Extracted records:

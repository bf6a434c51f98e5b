//! Controller assembly: output state machines, the control loop, sequence
//! runner, UPS pollers and alerting, plus the wiring that spawns the whole
//! worker constellation at startup.

pub mod alerts;
pub mod control_loop;
pub mod import;
pub mod machine;
pub mod sequence;
pub mod ups;

pub use control_loop::{ControlEvent, ControlLoop, OutputStatus, OverrideRequest, StatusSnapshot};
pub use machine::{Action, ControllerState, Gates, OutputMachine};
pub use sequence::{SequenceContext, SequenceOutcome};

use anyhow::{Context, Result};
use std::collections::HashMap;
use std::sync::Arc;
use std::time::Duration;
use tokio::sync::{mpsc, watch};
use tokio::task::JoinHandle;
use tokio_util::sync::CancellationToken;
use tracing::info;

use crate::clock::Clock;
use crate::config::Registry;
use crate::hardware::{DeviceClient, DeviceHandle, DeviceRequest, DeviceWorker, ShellyClient};
use crate::prices::{AmberClient, PriceCache, PriceRefresher, PriceSource};
use crate::store::StateStore;

/// Shared handles the HTTP surface works through. Controller state itself
/// stays with the control loop; this only carries channels and snapshots.
#[derive(Clone)]
pub struct AppState {
    pub registry: Arc<Registry>,
    pub status_rx: watch::Receiver<StatusSnapshot>,
    pub commands_tx: mpsc::Sender<ControlEvent>,
    pub refresh_tx: mpsc::Sender<()>,
    pub access_key: Option<String>,
}

/// Everything `main` needs to drive and tear down the daemon.
pub struct Runtime {
    pub app: AppState,
    pub loop_handle: JoinHandle<()>,
    /// Cancels the control loop first so it can run its shutdown pass.
    pub loop_cancel: CancellationToken,
    /// Cancels workers after the loop has drained.
    pub worker_cancel: CancellationToken,
}

/// Build and spawn the full worker constellation: device workers, price
/// refresher, UPS runners, probe pollers and the control loop.
pub fn start(registry: Arc<Registry>) -> Result<Runtime> {
    let clock = Clock::new(
        &registry.location.timezone,
        registry.location.latitude,
        registry.location.longitude,
    )?;

    let store = StateStore::new(
        registry.files.state_file.clone(),
        registry.general.days_of_history,
    );
    let state = store.load().context("failed to load state store")?;

    let stale_after = chrono::Duration::minutes(
        registry
            .amber
            .as_ref()
            .map(|a| a.stale_after_minutes)
            .unwrap_or(90) as i64,
    );
    let max_errors = registry
        .amber
        .as_ref()
        .map(|a| a.max_concurrent_errors)
        .unwrap_or(5);
    let cache = Arc::new(PriceCache::open(
        registry.files.price_cache_file.clone(),
        stale_after,
        max_errors,
        chrono::Duration::days(registry.general.days_of_history as i64),
    ));

    let worker_cancel = CancellationToken::new();
    let loop_cancel = CancellationToken::new();

    // One worker per physical device.
    let (device_events_tx, device_rx) = mpsc::channel(128);
    let mut devices: HashMap<String, DeviceHandle> = HashMap::new();
    for cfg in registry.devices.values() {
        let client: Arc<dyn DeviceClient> = Arc::new(ShellyClient::new(cfg)?);
        let handle = DeviceWorker::spawn(cfg, client, device_events_tx.clone(), worker_cancel.clone());
        devices.insert(cfg.name.clone(), handle);
    }

    // Price refresher, when a source is configured.
    let (price_tx, price_rx) = mpsc::channel(8);
    let (refresh_tx, refresh_rx) = mpsc::channel(4);
    if let Some(amber) = &registry.amber {
        let source: Arc<dyn PriceSource> = Arc::new(AmberClient::new(amber)?);
        let refresher = PriceRefresher::new(
            source,
            cache.clone(),
            Duration::from_secs(amber.refresh_minutes * 60),
            price_tx.clone(),
            refresh_rx,
        );
        tokio::spawn(refresher.run(worker_cancel.clone()));
    } else {
        info!("no price source configured, planning from schedules only");
    }

    // UPS script runners.
    let (ups_tx, ups_rx) = mpsc::channel(16);
    for unit in registry.ups_units.values() {
        ups::UpsRunner::new(unit.clone(), registry.ups_script_timeout_secs, ups_tx.clone())
            .spawn(worker_cancel.clone());
    }

    // Probe pollers: periodic temperature read requests routed through the
    // owning device's worker.
    for probe in registry.probes.values() {
        if let Some(handle) = devices.get(&probe.device).cloned() {
            let probe = probe.clone();
            let cancel = worker_cancel.clone();
            tokio::spawn(async move {
                let mut ticker =
                    tokio::time::interval(Duration::from_secs(probe.interval_secs));
                ticker.set_missed_tick_behavior(tokio::time::MissedTickBehavior::Delay);
                loop {
                    tokio::select! {
                        _ = cancel.cancelled() => return,
                        _ = ticker.tick() => {
                            handle.send(DeviceRequest::ReadTemp {
                                probe: probe.name.clone(),
                                probe_id: probe.probe_id,
                            });
                        }
                    }
                }
            });
        }
    }

    // Startup status refresh so machines can adopt real relay state early.
    for handle in devices.values() {
        handle.send(DeviceRequest::RefreshStatus);
    }

    let (commands_tx, commands_rx) = mpsc::channel(32);
    let (sequence_tx, sequence_rx) = mpsc::channel(32);
    let (status_tx, status_rx) = watch::channel(StatusSnapshot::startup());

    let channels = control_loop::LoopChannels {
        device_rx,
        price_rx,
        ups_rx,
        commands_rx,
        sequence_tx,
        sequence_rx,
    };

    let control = ControlLoop::new(
        registry.clone(),
        clock,
        cache,
        store,
        state,
        devices,
        channels,
        status_tx,
    );
    let loop_handle = tokio::spawn(control.run(loop_cancel.clone()));

    let app = AppState {
        registry: registry.clone(),
        status_rx,
        commands_tx,
        refresh_tx,
        access_key: registry.website.access_key.clone(),
    };

    Ok(Runtime {
        app,
        loop_handle,
        loop_cancel,
        worker_cancel,
    })
}
extern crate alloc;

use alloc::string::String;
use core::slice;
use wdk_sys::{GUID, UNICODE_STRING};

/// Field-wise GUID comparison; `IsEqualGUID` is a header macro with no
/// binding in `wdk-sys`.
pub fn guid_eq(a: &GUID, b: &GUID) -> bool {
    a.Data1 == b.Data1 && a.Data2 == b.Data2 && a.Data3 == b.Data3 && a.Data4 == b.Data4
}

/// Convert a `UNICODE_STRING*` to a Rust `String`.
///
/// # Safety
/// `uni` must be a valid, initialised pointer from the kernel.
pub unsafe fn uni_to_string(uni: *const UNICODE_STRING) -> String {
    if uni.is_null() {
        return String::new();
    }
    // SAFETY: caller guarantees pointer validity.
    let u = unsafe { &*uni };
    let len = (u.Length / 2) as usize;
    // SAFETY: buffer points to `len` UTF-16 code units.
    let buf = unsafe { slice::from_raw_parts(u.Buffer, len) };
    String::from_utf16_lossy(buf)
}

## Task
Give the lines again, exactly as they stand, from the beginning of the data through the line with "device workers, price".

## Answer section
repository bf6a434c51f98e5b
//! Controller assembly: output state machines, the control loop, sequence
//! runner, UPS pollers and alerting, plus the wiring that spawns the whole
//! worker constellation at startup.

pub mod alerts;
pub mod control_loop;
pub mod import;
pub mod machine;
pub mod sequence;
pub mod ups;

pub use control_loop::{ControlEvent, ControlLoop, OutputStatus, OverrideRequest, StatusSnapshot};
pub use machine::{Action, ControllerState, Gates, OutputMachine};
pub use sequence::{SequenceContext, SequenceOutcome};

use anyhow::{Context, Result};
use std::collections::HashMap;
use std::sync::Arc;
use std::time::Duration;
use tokio::sync::{mpsc, watch};
use tokio::task::JoinHandle;
use tokio_util::sync::CancellationToken;
use tracing::info;

use crate::clock::Clock;
use crate::config::Registry;
use crate::hardware::{DeviceClient, DeviceHandle, DeviceRequest, DeviceWorker, ShellyClient};
use crate::prices::{AmberClient, PriceCache, PriceRefresher, PriceSource};
use crate::store::StateStore;

/// Shared handles the HTTP surface works through. Controller state itself
/// stays with the control loop; this only carries channels and snapshots.
#[derive(Clone)]
pub struct AppState {
    pub registry: Arc<Registry>,
    pub status_rx: watch::Receiver<StatusSnapshot>,
    pub commands_tx: mpsc::Sender<ControlEvent>,
    pub refresh_tx: mpsc::Sender<()>,
    pub access_key: Option<String>,
}

/// Everything `main` needs to drive and tear down the daemon.
pub struct Runtime {
    pub app: AppState,
    pub loop_handle: JoinHandle<()>,
    /// Cancels the control loop first so it can run its shutdown pass.
    pub loop_cancel: CancellationToken,
    /// Cancels workers after the loop has drained.
    pub worker_cancel: CancellationToken,
}

/// Build and spawn the full worker constellation: device workers, price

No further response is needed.